[EXERCISE]:
Report every line of the data that includes "crate".
═══ EXERCISE MATERIALS
//! ビルドパイプライン
//!
//! 設定済みの全イメージに対して、次の段階を順に実行します。
//!
//! 1. ビルド（`delete` 指定時は既存アーカイブを先に削除）
//! 2. 保存（エンジンから `{stem}.tar` へ書き出し）
//! 3. パッケージング（tar・ボリューム・manifest を `.tar.gz` に）
//! 4. バージョン更新と設定ファイルへの書き戻し
//! 5. 集約（`--all` 指定時のみ）
//!
//! 個々のイメージの失敗はログに記録して reporter に通知し、処理は止めません。

use crate::engine::{ContainerEngine, ImageHandle};
use crate::error::{BuildError, BuildResult};
use crate::layout::{ImageTag, PackageLayout};
use crate::package::{PackageJob, VolumeSource, aggregate_latest};
use crate::plan::{RunContext, placeholder_tags};
use crate::progress::{ChannelReporter, ProgressEvent, ProgressReporter};
use crate::report::{Phase, RunReport, StageFailure};
use crate::version::bump_version;
use futures_util::StreamExt;
use packflow_config::{ConfigStore, ImageSpec};
use std::path::{Path, PathBuf};
use std::sync::Arc;
use tokio::io::AsyncWriteExt;
use tokio::sync::mpsc;
use tokio::task::JoinHandle;

/// フェーズ1で記録するアーティファクト
#[derive(Debug, Clone)]
pub struct BuiltArtifact {
    pub image_index: usize,
    pub image_name: String,
    pub base_image: String,
    pub tag: ImageTag,
    /// 拡張子なしのパッケージパス
    pub package_path: PathBuf,
    /// 今回ビルドしたエンジン上のタグ（プレースホルダーは None）
    pub engine_tag: Option<String>,
    pub pack_volumes: bool,
    pub volumes: Vec<PathBuf>,
}

/// フェーズ2の結果
#[derive(Debug, Clone)]
pub struct SavedArtifact {
    pub artifact: BuiltArtifact,
    pub tar_path: Option<PathBuf>,
}

/// バックグラウンド実行のハンドル
pub struct RunHandle {
    /// 進捗イベント（実行終了時に `ProgressEvent::Finished` が届く）
    pub events: mpsc::UnboundedReceiver<ProgressEvent>,
    task: JoinHandle<RunReport>,
}

impl RunHandle {
    /// 実行完了を待つ
    pub async fn join(self) -> BuildResult<RunReport> {
        Ok(self.task.await?)
    }

    /// イベントを `reporter` に転送しながら完了を待つ
    pub async fn wait_with(mut self, reporter: &dyn ProgressReporter) -> BuildResult<RunReport> {
        while let Some(event) = self.events.recv().await {
            event.forward(reporter);
        }
        self.join().await
    }
}

pub struct BuildOrchestrator {
    engine: Arc<dyn ContainerEngine>,
    store: ConfigStore,
    context: RunContext,
}

impl BuildOrchestrator {
    pub fn new(engine: Arc<dyn ContainerEngine>, store: ConfigStore, context: RunContext) -> Self {
        Self {
            engine,
            store,
            context,
        }
    }

    /// 1回の実行の総ステップ数
    ///
    /// イメージごとにビルド・保存・パッケージ・バージョン更新の4つ、書き戻しで1つ、
    /// `build_all` なら集約で1つ。
    pub fn total_steps(image_count: usize, build_all: bool) -> u64 {
        image_count as u64 * 4 + 1 + u64::from(build_all)
    }

    /// バックグラウンドの tokio タスクで実行
    pub fn spawn(self) -> RunHandle {
        let (reporter, events) = ChannelReporter::channel();
        let task = tokio::spawn(async move { self.run(&reporter).await });
        RunHandle { events, task }
    }

    /// 全フェーズを順に実行
    pub async fn run(&self, reporter: &dyn ProgressReporter) -> RunReport {
        let mut run = Run {
            engine: self.engine.as_ref(),
            store: &self.store,
            context: &self.context,
            layout: PackageLayout::new(self.context.output_dir()),
            reporter,
            report: RunReport::default(),
        };

        let images = match self.store.read_settings() {
            Ok(settings) => settings.images,
            Err(e) => {
                run.fail(None, Phase::Prepare, e.into());
                reporter.close();
                return run.report;
            }
        };

        reporter.start(
            "イメージをビルド中",
            Self::total_steps(images.len(), self.context.build_all()),
        );
        tracing::info!(
            "Starting run for {} image(s), output directory {}",
            images.len(),
            self.context.output_dir().display()
        );

        if let Err(e) = tokio::fs::create_dir_all(self.context.output_dir()).await {
            run.fail(None, Phase::Prepare, e.into());
        }

        let artifacts = run.build_phase(&images).await;
        let saved = run.save_phase(&images, artifacts).await;
        run.package_phase(&images, saved).await;
        run.version_phase(&images);
        if self.context.build_all() {
            run.aggregate_phase(&images).await;
        }

        tracing::info!(
            "Run finished: {} archive(s), {} failure(s)",
            run.report.archives.len(),
            run.report.failures.len()
        );
        reporter.close();
        run.report
    }
}

/// 1回の実行の状態
struct Run<'a> {
    engine: &'a dyn ContainerEngine,
    store: &'a ConfigStore,
    context: &'a RunContext,
    layout: PackageLayout,
    reporter: &'a dyn ProgressReporter,
    report: RunReport,
}

impl Run<'_> {
    fn fail(&mut self, image: Option<&str>, phase: Phase, error: BuildError) {
        let failure = StageFailure::new(image, phase, error.to_string());
        tracing::error!("{}", failure);
        self.reporter.notify(&failure);
        self.report.failures.push(failure);
    }

    fn step(&self, message: String) {
        self.reporter.increment(Some(&message), 1);
    }

    async fn build_phase(&mut self, images: &[ImageSpec]) -> Vec<BuiltArtifact> {
        let context = self.context;
        let mut artifacts = Vec::new();

        for (index, image) in images.iter().enumerate() {
            let options = context.options_for(&image.name);
            if options.delete {
                self.delete_archives(image).await;
            }

            let plan = context.plan_for(image);
            let pinned = context.pinned_version(image);
            tracing::debug!("{}: plan {:?}, pinned version {}", image.name, plan, pinned);

            if plan.is_selected() {
                let context_path = context.resolve(&image.context_path);
                for tag in plan.build_tags(&pinned) {
                    let engine_tag = tag.engine_tag(&image.base_image);
                    tracing::info!("Building {} as {}", image.name, engine_tag);

                    if let Err(e) = self.engine.build(&context_path, &engine_tag).await {
                        self.fail(Some(&image.name), Phase::Build, e);
                        break;
                    }
                    artifacts.push(self.artifact(index, image, tag, Some(engine_tag)));
                }
                self.step(format!("ビルド: {}", image.name));
            } else {
                for tag in placeholder_tags(options.release, &pinned) {
                    artifacts.push(self.artifact(index, image, tag, None));
                }
                self.step(format!("スキップ: {}", image.name));
            }
        }

        artifacts
    }

    fn artifact(
        &self,
        index: usize,
        image: &ImageSpec,
        tag: ImageTag,
        engine_tag: Option<String>,
    ) -> BuiltArtifact {
        BuiltArtifact {
            image_index: index,
            image_name: image.name.clone(),
            base_image: image.base_image.clone(),
            package_path: self.layout.package_dir(&image.base_image, &tag),
            tag,
            engine_tag,
            pack_volumes: self.context.options_for(&image.name).pack_volumes,
            volumes: image.volumes.clone(),
        }
    }

    async fn delete_archives(&mut self, image: &ImageSpec) {
        let pattern = self.layout.delete_pattern(&image.base_image);
        tracing::debug!("Removing archives matching {}", pattern);

        let result = tokio::task::spawn_blocking(move || crate::archive::remove_matching(&pattern))
            .await
            .map_err(BuildError::from)
            .and_then(|removed| removed);

        match result {
            Ok(removed) => {
                tracing::info!("Removed {} archive(s) of {}", removed.len(), image.name)
            }
            Err(e) => self.fail(Some(&image.name), Phase::Delete, e),
        }
    }

    async fn save_phase(
        &mut self,
        images: &[ImageSpec],
        artifacts: Vec<BuiltArtifact>,
    ) -> Vec<SavedArtifact> {
        let mut saved = Vec::with_capacity(artifacts.len());
        let mut pending = artifacts.into_iter().peekable();

        for (index, image) in images.iter().enumerate() {
            while let Some(artifact) = pending.next_if(|a| a.image_index == index) {
                let tar_path = match &artifact.engine_tag {
                    Some(engine_tag) => match self.save_artifact(&artifact, engine_tag).await {
                        Ok(path) => Some(path),
                        Err(e) => {
                            self.fail(Some(&image.name), Phase::Save, e);
                            None
                        }
                    },
                    None => None,
                };

                // バージョン固定タグは保存後にエンジンから外す
                if let (true, Some(engine_tag)) = (artifact.tag.is_pinned(), &artifact.engine_tag) {
                    if let Err(e) = self.engine.remove_image(engine_tag, false).await {
                        self.fail(Some(&image.name), Phase::Save, e);
                    }
                }

                saved.push(SavedArtifact { artifact, tar_path });
            }
            self.step(format!("保存: {}", image.name));
        }

        saved
    }

    async fn save_artifact(
        &self,
        artifact: &BuiltArtifact,
        engine_tag: &str,
    ) -> BuildResult<PathBuf> {
        let handle = self
            .engine
            .get_image(engine_tag)
            .await?
            .ok_or_else(|| BuildError::ImageNotFound(engine_tag.to_string()))?;

        let tar_path = self.layout.tar_path(&artifact.base_image, &artifact.tag);
        tracing::info!("Saving {} to {}", engine_tag, tar_path.display());

        if let Err(e) = self.write_stream(&handle, &tar_path).await {
            // 途中までの tar を残さない
            if let Err(remove_err) = tokio::fs::remove_file(&tar_path).await {
                tracing::debug!(
                    "Failed to remove partial {}: {}",
                    tar_path.display(),
                    remove_err
                );
            }
            return Err(e);
        }

        Ok(tar_path)
    }

    async fn write_stream(&self, handle: &ImageHandle, tar_path: &Path) -> BuildResult<()> {
        let mut file = tokio::fs::File::create(tar_path).await?;
        let mut stream = self.engine.save_image(handle);
        while let Some(chunk) = stream.next().await {
            file.write_all(&chunk?).await?;
        }
        file.flush().await?;
        Ok(())
    }

    async fn package_phase(&mut self, images: &[ImageSpec], saved: Vec<SavedArtifact>) {
        let mut pending = saved.into_iter().peekable();

        for (index, image) in images.iter().enumerate() {
            while let Some(SavedArtifact { artifact, tar_path }) =
                pending.next_if(|s| s.artifact.image_index == index)
            {
                let job = self.package_job(artifact, tar_path);
                if job.is_empty() {
                    continue;
                }

                let result = tokio::task::spawn_blocking(move || job.run())
                    .await
                    .map_err(BuildError::from)
                    .and_then(|archive| archive);

                match result {
                    Ok(Some(archive)) => self.report.archives.push(archive),
                    Ok(None) => {}
                    Err(e) => self.fail(Some(&image.name), Phase::Package, e),
                }
            }
            self.step(format!("パッケージ: {}", image.name));
        }
    }

    fn package_job(&self, artifact: BuiltArtifact, tar_path: Option<PathBuf>) -> PackageJob {
        let volumes = if artifact.pack_volumes {
            artifact
                .volumes
                .into_iter()
                .map(|original| VolumeSource {
                    source: self.context.resolve(&original),
                    original,
                })
                .collect()
        } else {
            Vec::new()
        };

        PackageJob {
            package_dir: artifact.package_path,
            saved_tar: tar_path,
            volumes,
            ownership: self.context.ownership().clone(),
        }
    }

    fn version_phase(&mut self, images: &[ImageSpec]) {
        let context = self.context;
        let mut updated = Vec::with_capacity(images.len());

        for image in images {
            let mut image = image.clone();
            // 上書き指定は固定タグにのみ使い、更新は保存済みのバージョンから行う
            if context.options_for(&image.name).release {
                match bump_version(&image.version) {
                    Ok(next) => {
                        tracing::info!("{}: version {} -> {}", image.name, image.version, next);
                        image.version = next;
                    }
                    Err(e) => self.fail(Some(&image.name), Phase::Version, e),
                }
            }
            self.step(format!("バージョン: {}", image.name));
            updated.push(image);
        }

        if let Err(e) = self.store.write_images(&updated) {
            self.fail(None, Phase::Persist, e.into());
        }
        self.step("設定ファイルを保存".to_string());
        self.report.images = updated;
    }

    async fn aggregate_phase(&mut self, images: &[ImageSpec]) {
        let layout = self.layout.clone();
        let images = images.to_vec();
        let ownership = self.context.ownership().clone();

        let result = tokio::task::spawn_blocking(move || {
            let mut copy_failures = Vec::new();
            let archive = aggregate_latest(&layout, &images, &ownership, |image, e| {
                copy_failures.push((image.name.clone(), e))
            });
            (archive, copy_failures)
        })
        .await;

        match result {
            Ok((archive, copy_failures)) => {
                for (name, e) in copy_failures {
                    self.fail(Some(&name), Phase::Aggregate, e);
                }
                match archive {
                    Ok(path) => {
                        tracing::info!("Created aggregate archive {}", path.display());
                        self.report.archives.push(path);
                    }
                    Err(e) => self.fail(None, Phase::Aggregate, e),
                }
            }
            Err(e) => self.fail(None, Phase::Aggregate, e.into()),
        }
        self.step("all_images を作成".to_string());
    }
}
══════
[WRITTEN RESPONSE]:
use crate::engine::{ContainerEngine, ImageHandle};
use crate::error::{BuildError, BuildResult};
use crate::layout::{ImageTag, PackageLayout};
use crate::package::{PackageJob, VolumeSource, aggregate_latest};
use crate::plan::{RunContext, placeholder_tags};
use crate::progress::{ChannelReporter, ProgressEvent, ProgressReporter};
use crate::report::{Phase, RunReport, StageFailure};
use crate::version::bump_version;
        let result = tokio::task::spawn_blocking(move || crate::archive::remove_matching(&pattern))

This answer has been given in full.